[Collected data]
----------------

use crate::device::{Device, DeviceContext};
use crate::memory::BankId;

/// Bank register: page = (data >> shift) & mask.
pub struct BankSelect {
    name: String,
    bank: BankId,
    shift: u8,
    mask: u8,
    last: u8,
}

impl BankSelect {
    pub fn new(name: &str, bank: BankId) -> Self {
        Self {
            name: name.to_string(),
            bank,
            shift: 0,
            mask: 0xFF,
            last: 0,
        }
    }

    pub fn with_field(mut self, shift: u8, mask: u8) -> Self {
        self.shift = shift;
        self.mask = mask;
        self
    }
}

impl Device for BankSelect {
    fn name(&self) -> &str {
        &self.name
    }

    fn read(&mut self, _offset: u16, _ctx: &mut DeviceContext) -> u8 {
        self.last
    }

    fn write(&mut self, _offset: u16, data: u8, ctx: &mut DeviceContext) {
        self.last = data;
        let page = (data.checked_shr(self.shift.into()).unwrap_or(0) & self.mask) as usize;
        if let Err(err) = ctx.select_bank(self.bank, page) {
            log::warn!("{}: {err}", self.name);
        }
    }

    fn reset(&mut self) {
        self.last = 0;
    }
}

----------------

- To do -
Please reproduce all of the entries above exactly as they appear.

- Solution -
use crate::device::{Device, DeviceContext};
use crate::memory::BankId;

/// Bank register: page = (data >> shift) & mask.
pub struct BankSelect {
    name: String,
    bank: BankId,
    shift: u8,
    mask: u8,
    last: u8,
}

impl BankSelect {
    pub fn new(name: &str, bank: BankId) -> Self {
        Self {
            name: name.to_string(),
            bank,
            shift: 0,
            mask: 0xFF,
            last: 0,
        }
    }

    pub fn with_field(mut self, shift: u8, mask: u8) -> Self {
        self.shift = shift;
        self.mask = mask;
        self
    }
}

impl Device for BankSelect {
    fn name(&self) -> &str {
        &self.name
    }

    fn read(&mut self, _offset: u16, _ctx: &mut DeviceContext) -> u8 {
        self.last
    }

    fn write(&mut self, _offset: u16, data: u8, ctx: &mut DeviceContext) {
        self.last = data;
        let page = (data.checked_shr(self.shift.into()).unwrap_or(0) & self.mask) as usize;
        if let Err(err) = ctx.select_bank(self.bank, page) {
            log::warn!("{}: {err}", self.name);
        }
    }

    fn reset(&mut self) {
        self.last = 0;
    }
}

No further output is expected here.